TASK GOAL:
In the records below, find every line that contains "Sources" and list it.

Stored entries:
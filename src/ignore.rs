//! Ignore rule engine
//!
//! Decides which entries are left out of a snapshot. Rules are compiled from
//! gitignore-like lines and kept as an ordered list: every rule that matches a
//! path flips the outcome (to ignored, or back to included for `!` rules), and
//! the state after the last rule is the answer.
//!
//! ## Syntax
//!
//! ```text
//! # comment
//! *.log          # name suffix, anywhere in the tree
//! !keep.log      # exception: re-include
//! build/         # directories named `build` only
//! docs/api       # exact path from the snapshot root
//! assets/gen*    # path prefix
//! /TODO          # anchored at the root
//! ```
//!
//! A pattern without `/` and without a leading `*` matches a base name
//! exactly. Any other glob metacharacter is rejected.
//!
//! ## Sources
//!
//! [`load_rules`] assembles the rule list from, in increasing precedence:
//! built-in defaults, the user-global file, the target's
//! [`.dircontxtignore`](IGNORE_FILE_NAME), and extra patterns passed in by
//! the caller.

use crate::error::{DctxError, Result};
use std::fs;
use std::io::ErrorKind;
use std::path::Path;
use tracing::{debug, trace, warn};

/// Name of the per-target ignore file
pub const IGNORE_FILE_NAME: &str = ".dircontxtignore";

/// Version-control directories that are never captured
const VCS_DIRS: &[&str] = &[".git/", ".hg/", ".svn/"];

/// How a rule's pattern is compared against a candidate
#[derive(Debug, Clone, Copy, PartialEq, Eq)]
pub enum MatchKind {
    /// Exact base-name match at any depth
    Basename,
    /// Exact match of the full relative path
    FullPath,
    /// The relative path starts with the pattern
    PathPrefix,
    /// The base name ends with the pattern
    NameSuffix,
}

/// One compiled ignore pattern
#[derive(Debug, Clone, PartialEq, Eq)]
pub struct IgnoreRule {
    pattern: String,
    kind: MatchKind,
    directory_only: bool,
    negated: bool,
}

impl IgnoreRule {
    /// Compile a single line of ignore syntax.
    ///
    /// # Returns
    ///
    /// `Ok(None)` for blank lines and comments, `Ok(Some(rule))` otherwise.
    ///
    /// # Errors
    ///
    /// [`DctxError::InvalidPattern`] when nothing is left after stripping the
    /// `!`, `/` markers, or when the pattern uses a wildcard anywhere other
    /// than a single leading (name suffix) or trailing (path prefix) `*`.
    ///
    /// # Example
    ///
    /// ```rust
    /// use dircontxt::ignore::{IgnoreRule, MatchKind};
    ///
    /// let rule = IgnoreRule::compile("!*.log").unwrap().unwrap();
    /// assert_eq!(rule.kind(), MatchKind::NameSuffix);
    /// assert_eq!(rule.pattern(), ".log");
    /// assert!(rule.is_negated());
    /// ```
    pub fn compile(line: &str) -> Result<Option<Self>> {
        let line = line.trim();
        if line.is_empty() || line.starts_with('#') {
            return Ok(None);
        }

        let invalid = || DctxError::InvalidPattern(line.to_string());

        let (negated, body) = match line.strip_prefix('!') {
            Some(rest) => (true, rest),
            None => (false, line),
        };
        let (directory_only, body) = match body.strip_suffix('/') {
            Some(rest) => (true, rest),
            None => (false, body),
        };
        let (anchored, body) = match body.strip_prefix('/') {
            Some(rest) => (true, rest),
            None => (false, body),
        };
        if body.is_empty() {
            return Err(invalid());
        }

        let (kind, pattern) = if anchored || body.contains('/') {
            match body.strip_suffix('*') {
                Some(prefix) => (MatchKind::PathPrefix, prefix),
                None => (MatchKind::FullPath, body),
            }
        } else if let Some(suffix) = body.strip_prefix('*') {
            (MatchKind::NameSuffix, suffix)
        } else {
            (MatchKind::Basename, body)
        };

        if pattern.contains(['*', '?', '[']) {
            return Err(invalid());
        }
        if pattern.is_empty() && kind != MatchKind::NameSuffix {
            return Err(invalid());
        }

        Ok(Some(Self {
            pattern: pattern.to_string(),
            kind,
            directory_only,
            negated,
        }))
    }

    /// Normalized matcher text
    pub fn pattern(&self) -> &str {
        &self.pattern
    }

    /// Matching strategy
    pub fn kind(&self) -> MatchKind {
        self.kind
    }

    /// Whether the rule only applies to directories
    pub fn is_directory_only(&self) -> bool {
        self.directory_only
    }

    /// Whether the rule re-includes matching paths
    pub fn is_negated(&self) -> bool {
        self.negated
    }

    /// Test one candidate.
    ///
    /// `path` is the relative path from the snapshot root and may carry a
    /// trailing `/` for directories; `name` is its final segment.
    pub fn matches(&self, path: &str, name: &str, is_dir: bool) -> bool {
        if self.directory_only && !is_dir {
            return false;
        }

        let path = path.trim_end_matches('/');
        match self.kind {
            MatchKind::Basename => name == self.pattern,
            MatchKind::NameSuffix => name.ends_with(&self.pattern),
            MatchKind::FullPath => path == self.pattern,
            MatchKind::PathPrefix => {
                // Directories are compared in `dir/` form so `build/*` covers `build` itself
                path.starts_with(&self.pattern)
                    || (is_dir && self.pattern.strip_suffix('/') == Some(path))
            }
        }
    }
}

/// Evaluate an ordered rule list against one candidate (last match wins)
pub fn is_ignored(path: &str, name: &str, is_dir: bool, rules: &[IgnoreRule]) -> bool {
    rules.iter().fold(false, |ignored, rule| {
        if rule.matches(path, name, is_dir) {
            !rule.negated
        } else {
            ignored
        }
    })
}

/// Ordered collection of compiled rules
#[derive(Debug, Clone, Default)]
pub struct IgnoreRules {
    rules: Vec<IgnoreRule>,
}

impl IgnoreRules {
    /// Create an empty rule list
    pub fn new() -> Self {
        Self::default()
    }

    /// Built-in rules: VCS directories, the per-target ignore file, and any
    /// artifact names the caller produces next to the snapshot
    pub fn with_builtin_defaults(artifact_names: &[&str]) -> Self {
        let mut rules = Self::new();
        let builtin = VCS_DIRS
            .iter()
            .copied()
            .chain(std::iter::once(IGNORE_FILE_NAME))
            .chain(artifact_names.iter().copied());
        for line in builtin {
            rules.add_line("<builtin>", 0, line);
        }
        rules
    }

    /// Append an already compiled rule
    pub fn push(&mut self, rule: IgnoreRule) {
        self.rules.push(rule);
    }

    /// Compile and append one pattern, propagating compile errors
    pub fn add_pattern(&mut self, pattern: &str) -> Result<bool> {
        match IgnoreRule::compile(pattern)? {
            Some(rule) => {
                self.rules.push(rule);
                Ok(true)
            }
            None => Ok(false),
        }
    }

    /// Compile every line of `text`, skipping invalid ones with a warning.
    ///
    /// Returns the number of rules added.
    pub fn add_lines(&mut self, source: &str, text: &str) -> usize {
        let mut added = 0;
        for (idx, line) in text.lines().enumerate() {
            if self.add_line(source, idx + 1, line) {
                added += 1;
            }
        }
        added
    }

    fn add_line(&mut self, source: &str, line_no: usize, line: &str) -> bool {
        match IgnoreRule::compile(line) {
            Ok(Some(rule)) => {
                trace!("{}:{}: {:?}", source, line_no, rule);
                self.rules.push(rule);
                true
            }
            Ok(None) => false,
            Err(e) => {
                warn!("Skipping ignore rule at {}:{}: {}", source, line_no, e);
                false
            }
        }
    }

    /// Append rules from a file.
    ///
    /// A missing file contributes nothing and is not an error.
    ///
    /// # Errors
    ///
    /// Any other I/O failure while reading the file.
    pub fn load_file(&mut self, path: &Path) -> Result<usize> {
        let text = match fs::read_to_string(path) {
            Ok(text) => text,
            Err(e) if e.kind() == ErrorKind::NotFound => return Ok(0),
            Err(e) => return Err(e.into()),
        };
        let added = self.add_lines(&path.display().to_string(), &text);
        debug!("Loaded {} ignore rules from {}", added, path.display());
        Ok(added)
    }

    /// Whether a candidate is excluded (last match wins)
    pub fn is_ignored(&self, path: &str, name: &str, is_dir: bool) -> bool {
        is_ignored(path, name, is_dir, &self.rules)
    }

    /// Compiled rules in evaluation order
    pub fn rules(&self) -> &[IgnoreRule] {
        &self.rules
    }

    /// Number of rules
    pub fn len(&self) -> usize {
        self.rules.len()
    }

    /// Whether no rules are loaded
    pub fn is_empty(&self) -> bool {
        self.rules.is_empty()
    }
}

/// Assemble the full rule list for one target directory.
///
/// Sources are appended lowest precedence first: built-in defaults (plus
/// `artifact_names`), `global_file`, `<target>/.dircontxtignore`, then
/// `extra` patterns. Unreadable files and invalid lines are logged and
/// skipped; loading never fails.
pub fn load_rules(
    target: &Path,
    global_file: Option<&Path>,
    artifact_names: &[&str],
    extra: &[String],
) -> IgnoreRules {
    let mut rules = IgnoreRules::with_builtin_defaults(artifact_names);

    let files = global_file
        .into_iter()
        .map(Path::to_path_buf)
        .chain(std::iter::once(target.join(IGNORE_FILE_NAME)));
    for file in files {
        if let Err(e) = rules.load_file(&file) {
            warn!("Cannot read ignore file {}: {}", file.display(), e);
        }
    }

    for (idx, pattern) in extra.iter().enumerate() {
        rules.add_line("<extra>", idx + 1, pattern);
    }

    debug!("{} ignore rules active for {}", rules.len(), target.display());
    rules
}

RESULT OF THIS EXERCISE:
//! ## Sources
/// Sources are appended lowest precedence first: built-in defaults (plus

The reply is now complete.